V.L., et al. v. John A. Wagner, Director of the California Department of Social Services Services, et al.
The briefs supporting our case were filed by:
- The U.S. Department of Justice, Civil Rights Division, which agreed with the district court that IHSS recipients could show that the cuts violate the Americans with Disabilities Act (ADA) and the U.S. Supreme Court’s 1999 Olmstead decision even if the risk of institutionalization is not “imminent.” A cut in services violates the ADA if it “causes an individual to decline in health over time and eventually enter an institution to seek necessary care;”
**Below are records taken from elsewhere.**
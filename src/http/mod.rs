//! HTTP protocol implementation.
//!
//! A deliberately small HTTP/1.1 server side: one request per connection, no
//! keep-alive, no chunked bodies.
//!
//! # Architecture
//!
//! - **`connection`**: Drives one accepted stream through the state machine below
//! - **`parser`**: Reads a request line, headers and a fixed-length body off a stream
//! - **`request`**: HTTP request representation
//! - **`response`**: Status codes, content types and the response builder
//! - **`encoding`**: `Accept-Encoding` negotiation and gzip compression
//! - **`writer`**: Serializes a response and writes it to the client
//!
//! # Connection State Machine
//!
//! ```text
//!        ┌─────────────┐
//!        │   Reading   │ ← Parse one request
//!        └──────┬──────┘
//!               │ Request parsed        (parse error → Closed, nothing sent)
//!               ▼
//!        ┌──────────────────┐
//!        │   Processing     │ ← Route and run the endpoint
//!        └──────┬───────────┘
//!               │ Response ready
//!               ▼
//!        ┌──────────────────┐
//!        │    Writing       │ ← Headers, then body
//!        └──────┬───────────┘
//!               │
//!               ▼
//!             Closed
//! ```

pub mod connection;
pub mod encoding;
pub mod parser;
pub mod request;
pub mod response;
pub mod writer;
//! Content negotiation and gzip body encoding.

use std::io::Write;

use flate2::Compression;
use flate2::write::GzEncoder;

/// Body encodings the server can produce.
#[derive(Debug, Clone, Copy, PartialEq, Eq, Default)]
pub enum ContentEncoding {
    #[default]
    Identity,
    Gzip,
}

impl ContentEncoding {
    /// Picks an encoding from an `Accept-Encoding` header value.
    ///
    /// Gzip is chosen only when one of the comma-separated tokens, trimmed of
    /// surrounding whitespace, is exactly `gzip`. Quality values are not
    /// interpreted, so `gzip;q=0` does not count.
    pub fn negotiate(accept_encoding: Option<&str>) -> Self {
        let accepts_gzip = accept_encoding
            .map(|value| value.split(',').any(|token| token.trim() == "gzip"))
            .unwrap_or(false);

        if accepts_gzip {
            ContentEncoding::Gzip
        } else {
            ContentEncoding::Identity
        }
    }

    /// The `Content-Encoding` header value, or `None` for identity.
    pub fn header_value(&self) -> Option<&'static str> {
        match self {
            ContentEncoding::Identity => None,
            ContentEncoding::Gzip => Some("gzip"),
        }
    }
}

/// Gzip-compresses `data` at the default level.
pub fn gzip_compress(data: &[u8]) -> std::io::Result<Vec<u8>> {
    let mut encoder = GzEncoder::new(Vec::new(), Compression::default());
    encoder.write_all(data)?;
    encoder.finish()
}
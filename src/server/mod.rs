//! Listener loop and the state shared by every connection.

pub mod listener;

use crate::config::Config;
use crate::handlers::{self, Endpoint};
use crate::router::Router;
use crate::store::FileStore;

/// Read-only state shared by all connection tasks.
#[derive(Debug)]
pub struct AppState {
    pub router: Router<Endpoint>,
    pub store: FileStore,
}

impl AppState {
    pub fn new(cfg: &Config) -> Self {
        Self {
            router: handlers::routes(),
            store: FileStore::new(&cfg.directory),
        }
    }
}
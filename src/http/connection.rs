use std::net::SocketAddr;
use std::sync::Arc;
use std::time::Duration;

use tokio::io::{AsyncRead, AsyncWrite, BufReader};
use tracing::{debug, warn};

use crate::http::parser::{ParseError, read_request};
use crate::http::request::Request;
use crate::http::response::Response;
use crate::http::writer::ResponseWriter;
use crate::server::AppState;

/// Serves exactly one request on one accepted stream, then closes it.
pub struct Connection<S> {
    stream: BufReader<S>,
    peer: SocketAddr,
    app: Arc<AppState>,
    read_timeout: Option<Duration>,
}

enum ConnectionState {
    Reading,
    Processing(Request),
    Writing(ResponseWriter),
    Closed,
}

impl<S> Connection<S>
where
    S: AsyncRead + AsyncWrite + Unpin,
{
    pub fn new(stream: S, peer: SocketAddr, app: Arc<AppState>) -> Self {
        Self {
            stream: BufReader::new(stream),
            peer,
            app,
            read_timeout: None,
        }
    }

    pub fn with_read_timeout(mut self, read_timeout: Option<Duration>) -> Self {
        self.read_timeout = read_timeout;
        self
    }

    /// Runs read → route → handle → write. A request that cannot be parsed
    /// closes the connection without a response and is not an error for the
    /// caller; a response that cannot be encoded or written is.
    pub async fn run(mut self) -> anyhow::Result<()> {
        let mut state = ConnectionState::Reading;

        loop {
            state = match state {
                ConnectionState::Reading => match self.read_request().await {
                    Ok(request) => ConnectionState::Processing(request),
                    Err(e) => {
                        warn!(peer = %self.peer, error = %e, "Failed to parse request");
                        ConnectionState::Closed
                    }
                },

                ConnectionState::Processing(request) => {
                    let response = self.dispatch(&request).await;
                    debug!(
                        peer = %self.peer,
                        method = %request.method,
                        path = %request.path,
                        status = response.status.as_u16(),
                        "Handled request"
                    );
                    ConnectionState::Writing(ResponseWriter::new(&response)?)
                }

                ConnectionState::Writing(writer) => {
                    writer.write_to_stream(&mut self.stream).await?;
                    ConnectionState::Closed
                }

                ConnectionState::Closed => break,
            };
        }

        Ok(())
    }

    async fn read_request(&mut self) -> Result<Request, ParseError> {
        match self.read_timeout {
            Some(limit) => tokio::time::timeout(limit, read_request(&mut self.stream))
                .await
                .map_err(|_| {
                    ParseError::ConnectionRead(std::io::Error::new(
                        std::io::ErrorKind::TimedOut,
                        "timed out waiting for request",
                    ))
                })?,
            None => read_request(&mut self.stream).await,
        }
    }

    async fn dispatch(&self, request: &Request) -> Response {
        match self.app.router.find(&request.path) {
            Some((endpoint, params)) => endpoint.handle(request, &params, &self.app.store).await,
            None => Response::not_found(),
        }
    }
}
- The AARP Litigation Foundation, stating that seniors prefer to “age at home” using IHSS, where they have better health and outcomes, that this reduces Medicaid spending on long-term care, and that IHSS recipients have a right to bring these claims in federal court;
- A group of California counties that oppose the IHSS cuts although they administer the IHSS program and pay a portion of the costs, because any projected savings are “illusory.” The resulting increases in “hospitalization, institutionalization and homelessness” growing public health problems and loss of tax revenues “would harm counties already stretched to their limits in the current budget crisis.” The counties also said that Functional Index scores and ranks are “unreasonable and inaccurate measures of an individual’s degree of need for IHSS,” and that using them to cut IHSS “makes little sense.”
- Six state and national disability rights groups, discussing the legal and historical significance of community integration, independence and personal autonomy under the Americans with Disabilities Act (“ADA”) and the Olmstead decision. This amicus brief also explained that IHSS recipients have no alternatives if their services are cut, and documented cost comparisons between IHSS at an average of $24 per day versus nursing homes at $160 to $400 per day, psychiatric health facilities or pediatric facilities at $600 per day, or emergency hospitalization at up to $1200 per day. This brief was filed on behalf of CALIF: DREDF, California NAMI, CFILC, the ARC and the Bazelon Center for Mental Health Law.